▶ _To do_
This exercise asks for a copy of each line in the records below with the word "sparsebench" in it.

(Saved data entries)
--- START ---

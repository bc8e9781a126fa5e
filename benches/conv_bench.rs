use criterion::{black_box, criterion_group, criterion_main, BenchmarkId, Criterion};

use sparsebench::config::ConvGeometry;
use sparsebench::conv::{conv2d, constant_kernel, ConvAlgorithm};
use sparsebench::loader::synthetic_feature_map;
use sparsebench::matmul::{Matrix, MatmulAlgorithm, MatmulOperands};
use sparsebench::sparse::{sparse_conv2d, RulebookPolicy, SparseConvPlan};

#[track_caller]
fn unwrap_ok<T, E: core::fmt::Debug>(context: &str, result: Result<T, E>) -> T {
    match result {
        Ok(value) => value,
        Err(error) => panic!("{context}: {error:?}"),
    }
}

fn bench_conv_strategies(c: &mut Criterion) {
    let geometry = ConvGeometry::single_channel(64, 512, 16, 3);
    let kernel = constant_kernel(&geometry, 0.5);

    for density in [0.005, 0.05] {
        let map = synthetic_feature_map(geometry.height, geometry.width, density, 0, 7);
        let mut group = c.benchmark_group(format!("conv_64x512_oc16_density_{density}"));
        group.sample_size(20);

        for alg in [ConvAlgorithm::Im2col, ConvAlgorithm::Winograd] {
            group.bench_function(BenchmarkId::new("dense", alg), |b| {
                b.iter(|| black_box(unwrap_ok("dense conv failed", conv2d(alg, map.as_tensor(), &kernel, &geometry))))
            });
        }

        group.bench_function("sparse_rebuild", |b| {
            b.iter(|| {
                black_box(unwrap_ok(
                    "sparse conv failed",
                    sparse_conv2d(&map, &kernel, &geometry, RulebookPolicy::Explicit),
                ))
            })
        });

        let plan = unwrap_ok("plan build failed", SparseConvPlan::build(&map, &geometry, RulebookPolicy::Explicit));
        group.bench_function("sparse_reuse_plan", |b| {
            b.iter(|| black_box(unwrap_ok("plan execute failed", plan.execute(&map, &kernel))))
        });

        group.finish();
    }
}

fn bench_matmul_variants(c: &mut Criterion) {
    use rand::rngs::StdRng;
    use rand::SeedableRng;

    let mut rng = StdRng::seed_from_u64(3);
    let n = 128;
    let operands = MatmulOperands::new(Matrix::random(n, n, 10, &mut rng), Matrix::random(n, n, 10, &mut rng));

    let mut group = c.benchmark_group("matmul_128");
    for alg in [
        MatmulAlgorithm::Ijk,
        MatmulAlgorithm::Ikj,
        MatmulAlgorithm::TransposedB,
        MatmulAlgorithm::Unrolled,
        MatmulAlgorithm::Tiled(32),
        MatmulAlgorithm::Strassen,
    ] {
        group.bench_function(BenchmarkId::from_parameter(alg), |b| {
            b.iter(|| black_box(operands.multiply(alg)))
        });
    }
    group.finish();
}

criterion_group!(benches, bench_conv_strategies, bench_matmul_variants);
criterion_main!(benches);
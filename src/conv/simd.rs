/// SIMD micro-kernel with NEON acceleration and a scalar fallback.

// ── FP32 AXPY: c[c_off..] += a_val * b[b_off..] ──

#[cfg(all(target_arch = "aarch64", feature = "simd"))]
pub fn axpy_f32(c: &mut [f32], c_off: usize, b: &[f32], b_off: usize, a_val: f32, len: usize) {
    use core::arch::aarch64::*;
    assert!(c_off + len <= c.len() && b_off + len <= b.len(), "axpy_f32 out of bounds");
    let mut j = 0usize;
    // SAFETY: the assert above keeps every 4-lane load/store inside both slices.
    unsafe {
        let a_vec = vdupq_n_f32(a_val);
        while j + 4 <= len {
            let b_vec = vld1q_f32(b.as_ptr().add(b_off + j));
            let c_vec = vld1q_f32(c.as_ptr().add(c_off + j));
            let r = vfmaq_f32(c_vec, a_vec, b_vec);
            vst1q_f32(c.as_mut_ptr().add(c_off + j), r);
            j += 4;
        }
    }
    // scalar tail
    while j < len {
        c[c_off + j] += a_val * b[b_off + j];
        j += 1;
    }
}

#[cfg(not(all(target_arch = "aarch64", feature = "simd")))]
pub fn axpy_f32(c: &mut [f32], c_off: usize, b: &[f32], b_off: usize, a_val: f32, len: usize) {
    let c = &mut c[c_off..c_off + len];
    let b = &b[b_off..b_off + len];
    for (cj, bj) in c.iter_mut().zip(b) {
        *cj += a_val * bj;
    }
}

--- END ---

▶ _Written answer_
use sparsebench::config::ConvGeometry;
use sparsebench::conv::{conv2d, constant_kernel, ConvAlgorithm};
use sparsebench::loader::synthetic_feature_map;
use sparsebench::matmul::{Matrix, MatmulAlgorithm, MatmulOperands};
use sparsebench::sparse::{sparse_conv2d, RulebookPolicy, SparseConvPlan};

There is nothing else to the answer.